(Dataset entries)
Content starts

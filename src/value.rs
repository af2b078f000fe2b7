//! The tagged value that crosses the host/V8 boundary.

use std::fmt;

use crate::holder::{HostObjectHolder, V8Object};

/// Narrows a [`Value::V8Object`] to a well-known JavaScript kind.
#[derive(Debug, Clone, Copy, PartialEq, Eq, Hash, Default)]
#[repr(u8)]
pub enum ValueSubtype {
    #[default]
    None = 0,
    Function,
    Iterator,
    Promise,
    Array,
    ArrayBuffer,
    DataView,
    Uint8Array,
    Uint8ClampedArray,
    Int8Array,
    Uint16Array,
    Int16Array,
    Uint32Array,
    Int32Array,
    BigUint64Array,
    BigInt64Array,
    Float32Array,
    Float64Array,
}

impl ValueSubtype {
    pub fn is_typed_array(self) -> bool {
        (self as u8) >= (ValueSubtype::Uint8Array as u8)
    }

    pub fn is_array_buffer_or_view(self) -> bool {
        matches!(self, ValueSubtype::ArrayBuffer | ValueSubtype::DataView) || self.is_typed_array()
    }

    pub(crate) fn from_u8(raw: u8) -> Option<Self> {
        use ValueSubtype::*;
        const ALL: [ValueSubtype; 18] = [
            None,
            Function,
            Iterator,
            Promise,
            Array,
            ArrayBuffer,
            DataView,
            Uint8Array,
            Uint8ClampedArray,
            Int8Array,
            Uint16Array,
            Int16Array,
            Uint32Array,
            Int32Array,
            BigUint64Array,
            BigInt64Array,
            Float32Array,
            Float64Array,
        ];
        ALL.get(raw as usize).copied()
    }
}

bitflags::bitflags! {
    /// Annotations on a V8 object.
    #[derive(Debug, Clone, Copy, PartialEq, Eq, Hash, Default)]
    pub struct ValueFlags: u16 {
        const SHARED = 1 << 0;
        const ASYNC = 1 << 1;
        const GENERATOR = 1 << 2;
    }
}

/// A JavaScript string as UTF-16 code units.
///
/// Kept as raw code units so that unpaired surrogates survive the trip through
/// the host untouched.
#[derive(Clone, Default, PartialEq, Eq, Hash)]
pub struct JsString(Vec<u16>);

impl JsString {
    pub fn from_utf16(units: Vec<u16>) -> Self {
        Self(units)
    }

    pub fn as_utf16(&self) -> &[u16] {
        &self.0
    }

    pub fn len(&self) -> usize {
        self.0.len()
    }

    pub fn is_empty(&self) -> bool {
        self.0.is_empty()
    }

    /// Lossy conversion; lone surrogates become U+FFFD.
    pub fn to_string_lossy(&self) -> String {
        String::from_utf16_lossy(&self.0)
    }
}

impl From<&str> for JsString {
    fn from(s: &str) -> Self {
        Self(s.encode_utf16().collect())
    }
}

impl From<String> for JsString {
    fn from(s: String) -> Self {
        JsString::from(s.as_str())
    }
}

impl fmt::Debug for JsString {
    fn fmt(&self, f: &mut fmt::Formatter<'_>) -> fmt::Result {
        fmt::Debug::fmt(&self.to_string_lossy(), f)
    }
}

impl fmt::Display for JsString {
    fn fmt(&self, f: &mut fmt::Formatter<'_>) -> fmt::Result {
        f.write_str(&self.to_string_lossy())
    }
}

/// Arbitrary precision integer: sign bit plus little-endian 64-bit magnitude words.
#[derive(Debug, Clone, Default, PartialEq, Eq, Hash)]
pub struct BigIntValue {
    pub negative: bool,
    pub words: Vec<u64>,
}

impl BigIntValue {
    pub fn new(negative: bool, mut words: Vec<u64>) -> Self {
        while words.last() == Some(&0) {
            words.pop();
        }
        // zero has no sign
        let negative = negative && !words.is_empty();
        Self { negative, words }
    }

    pub fn to_i128(&self) -> Option<i128> {
        let magnitude = match self.words.as_slice() {
            [] => 0u128,
            [lo] => *lo as u128,
            [lo, hi] => ((*hi as u128) << 64) | *lo as u128,
            _ => return None,
        };
        if self.negative {
            if magnitude == 1u128 << 127 {
                return Some(i128::MIN);
            }
            i128::try_from(magnitude).ok().map(|m| -m)
        } else {
            i128::try_from(magnitude).ok()
        }
    }
}

impl From<i128> for BigIntValue {
    fn from(v: i128) -> Self {
        let magnitude = v.unsigned_abs();
        BigIntValue::new(v < 0, vec![magnitude as u64, (magnitude >> 64) as u64])
    }
}

impl From<i64> for BigIntValue {
    fn from(v: i64) -> Self {
        BigIntValue::from(v as i128)
    }
}

impl From<u64> for BigIntValue {
    fn from(v: u64) -> Self {
        BigIntValue::new(false, vec![v])
    }
}

/// Discriminant of a [`Value`]. The numbering is the wire `type` byte.
#[derive(Debug, Clone, Copy, PartialEq, Eq, Hash)]
#[repr(u8)]
pub enum ValueType {
    Nonexistent = 0,
    Undefined,
    Null,
    Boolean,
    Number,
    Int32,
    UInt32,
    String,
    DateTime,
    BigInt,
    V8Object,
    HostObject,
}

impl ValueType {
    pub(crate) fn from_u8(raw: u8) -> Option<Self> {
        use ValueType::*;
        const ALL: [ValueType; 12] = [
            Nonexistent,
            Undefined,
            Null,
            Boolean,
            Number,
            Int32,
            UInt32,
            String,
            DateTime,
            BigInt,
            V8Object,
            HostObject,
        ];
        ALL.get(raw as usize).copied()
    }
}

/// A value crossing the boundary.
///
/// `Nonexistent` is distinct from `Undefined`: it tells a property interceptor
/// that the host has no such member so the lookup may continue up the
/// prototype chain.
#[derive(Clone, Default)]
pub enum Value {
    #[default]
    Nonexistent,
    Undefined,
    Null,
    Boolean(bool),
    Number(f64),
    Int32(i32),
    UInt32(u32),
    String(JsString),
    /// Milliseconds since the Unix epoch.
    DateTime(f64),
    BigInt(BigIntValue),
    V8Object(V8Object),
    HostObject(HostObjectHolder),
}

impl Value {
    pub fn value_type(&self) -> ValueType {
        match self {
            Value::Nonexistent => ValueType::Nonexistent,
            Value::Undefined => ValueType::Undefined,
            Value::Null => ValueType::Null,
            Value::Boolean(_) => ValueType::Boolean,
            Value::Number(_) => ValueType::Number,
            Value::Int32(_) => ValueType::Int32,
            Value::UInt32(_) => ValueType::UInt32,
            Value::String(_) => ValueType::String,
            Value::DateTime(_) => ValueType::DateTime,
            Value::BigInt(_) => ValueType::BigInt,
            Value::V8Object(_) => ValueType::V8Object,
            Value::HostObject(_) => ValueType::HostObject,
        }
    }

    /// Subtype of a V8 object; `None` for everything else.
    pub fn subtype(&self) -> ValueSubtype {
        match self {
            Value::V8Object(obj) => obj.subtype(),
            _ => ValueSubtype::None,
        }
    }

    /// Flags of a V8 object; empty for everything else.
    pub fn flags(&self) -> ValueFlags {
        match self {
            Value::V8Object(obj) => obj.flags(),
            _ => ValueFlags::empty(),
        }
    }

    pub fn string(s: &str) -> Self {
        Value::String(JsString::from(s))
    }

    pub fn is_nonexistent(&self) -> bool {
        matches!(self, Value::Nonexistent)
    }

    pub fn as_str(&self) -> Option<String> {
        match self {
            Value::String(s) => Some(s.to_string_lossy()),
            _ => None,
        }
    }

    /// Numeric view of any number-like variant.
    pub fn as_f64(&self) -> Option<f64> {
        match *self {
            Value::Number(n) => Some(n),
            Value::Int32(n) => Some(n as f64),
            Value::UInt32(n) => Some(n as f64),
            _ => None,
        }
    }

    pub fn as_i32(&self) -> Option<i32> {
        match *self {
            Value::Int32(n) => Some(n),
            Value::UInt32(n) => i32::try_from(n).ok(),
            Value::Number(n) if n.fract() == 0.0 && n >= i32::MIN as f64 && n <= i32::MAX as f64 => {
                Some(n as i32)
            }
            _ => None,
        }
    }

    pub fn as_bool(&self) -> Option<bool> {
        match *self {
            Value::Boolean(b) => Some(b),
            _ => None,
        }
    }

    pub fn as_v8_object(&self) -> Option<&V8Object> {
        match self {
            Value::V8Object(obj) => Some(obj),
            _ => None,
        }
    }

    pub fn as_host_object(&self) -> Option<&HostObjectHolder> {
        match self {
            Value::HostObject(obj) => Some(obj),
            _ => None,
        }
    }
}

/// SameValue semantics for numbers (`NaN == NaN`, `-0 != +0`); identity for objects.
impl PartialEq for Value {
    fn eq(&self, other: &Self) -> bool {
        fn same_value(a: f64, b: f64) -> bool {
            (a.is_nan() && b.is_nan()) || a.to_bits() == b.to_bits()
        }

        match (self, other) {
            (Value::Nonexistent, Value::Nonexistent)
            | (Value::Undefined, Value::Undefined)
            | (Value::Null, Value::Null) => true,
            (Value::Boolean(a), Value::Boolean(b)) => a == b,
            (Value::Number(a), Value::Number(b)) => same_value(*a, *b),
            (Value::DateTime(a), Value::DateTime(b)) => same_value(*a, *b),
            (Value::Int32(a), Value::Int32(b)) => a == b,
            (Value::UInt32(a), Value::UInt32(b)) => a == b,
            (Value::String(a), Value::String(b)) => a == b,
            (Value::BigInt(a), Value::BigInt(b)) => a == b,
            (Value::V8Object(a), Value::V8Object(b)) => a.same_object(b),
            (Value::HostObject(a), Value::HostObject(b)) => a.same_target(b),
            _ => false,
        }
    }
}

impl fmt::Debug for Value {
    fn fmt(&self, f: &mut fmt::Formatter<'_>) -> fmt::Result {
        match self {
            Value::Nonexistent => f.write_str("Nonexistent"),
            Value::Undefined => f.write_str("Undefined"),
            Value::Null => f.write_str("Null"),
            Value::Boolean(b) => write!(f, "Boolean({b})"),
            Value::Number(n) => write!(f, "Number({n:?})"),
            Value::Int32(n) => write!(f, "Int32({n})"),
            Value::UInt32(n) => write!(f, "UInt32({n})"),
            Value::String(s) => write!(f, "String({s:?})"),
            Value::DateTime(ms) => write!(f, "DateTime({ms})"),
            Value::BigInt(b) => write!(f, "BigInt({b:?})"),
            Value::V8Object(o) => write!(f, "V8Object({:?}, {:?})", o.subtype(), o.flags()),
            Value::HostObject(_) => f.write_str("HostObject"),
        }
    }
}

impl From<bool> for Value {
    fn from(v: bool) -> Self {
        Value::Boolean(v)
    }
}

impl From<i32> for Value {
    fn from(v: i32) -> Self {
        Value::Int32(v)
    }
}

impl From<u32> for Value {
    fn from(v: u32) -> Self {
        Value::UInt32(v)
    }
}

impl From<f64> for Value {
    fn from(v: f64) -> Self {
        Value::Number(v)
    }
}

impl From<&str> for Value {
    fn from(v: &str) -> Self {
        Value::string(v)
    }
}

impl From<String> for Value {
    fn from(v: String) -> Self {
        Value::String(JsString::from(v))
    }
}

impl From<BigIntValue> for Value {
    fn from(v: BigIntValue) -> Self {
        Value::BigInt(v)
    }
}

impl From<HostObjectHolder> for Value {
    fn from(v: HostObjectHolder) -> Self {
        Value::HostObject(v)
    }
}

Content ends

-- Problem --
What are the lines above, starting at the one with "i128::try_from(magnitude).ok().map(|m| -m)" and ending at the one with "let magnitude = v.unsigned_abs();"? Give them again exactly, and only them.

-- Your solution --
            i128::try_from(magnitude).ok().map(|m| -m)
        } else {
            i128::try_from(magnitude).ok()
        }
    }
}

impl From<i128> for BigIntValue {
    fn from(v: i128) -> Self {
        let magnitude = v.unsigned_abs();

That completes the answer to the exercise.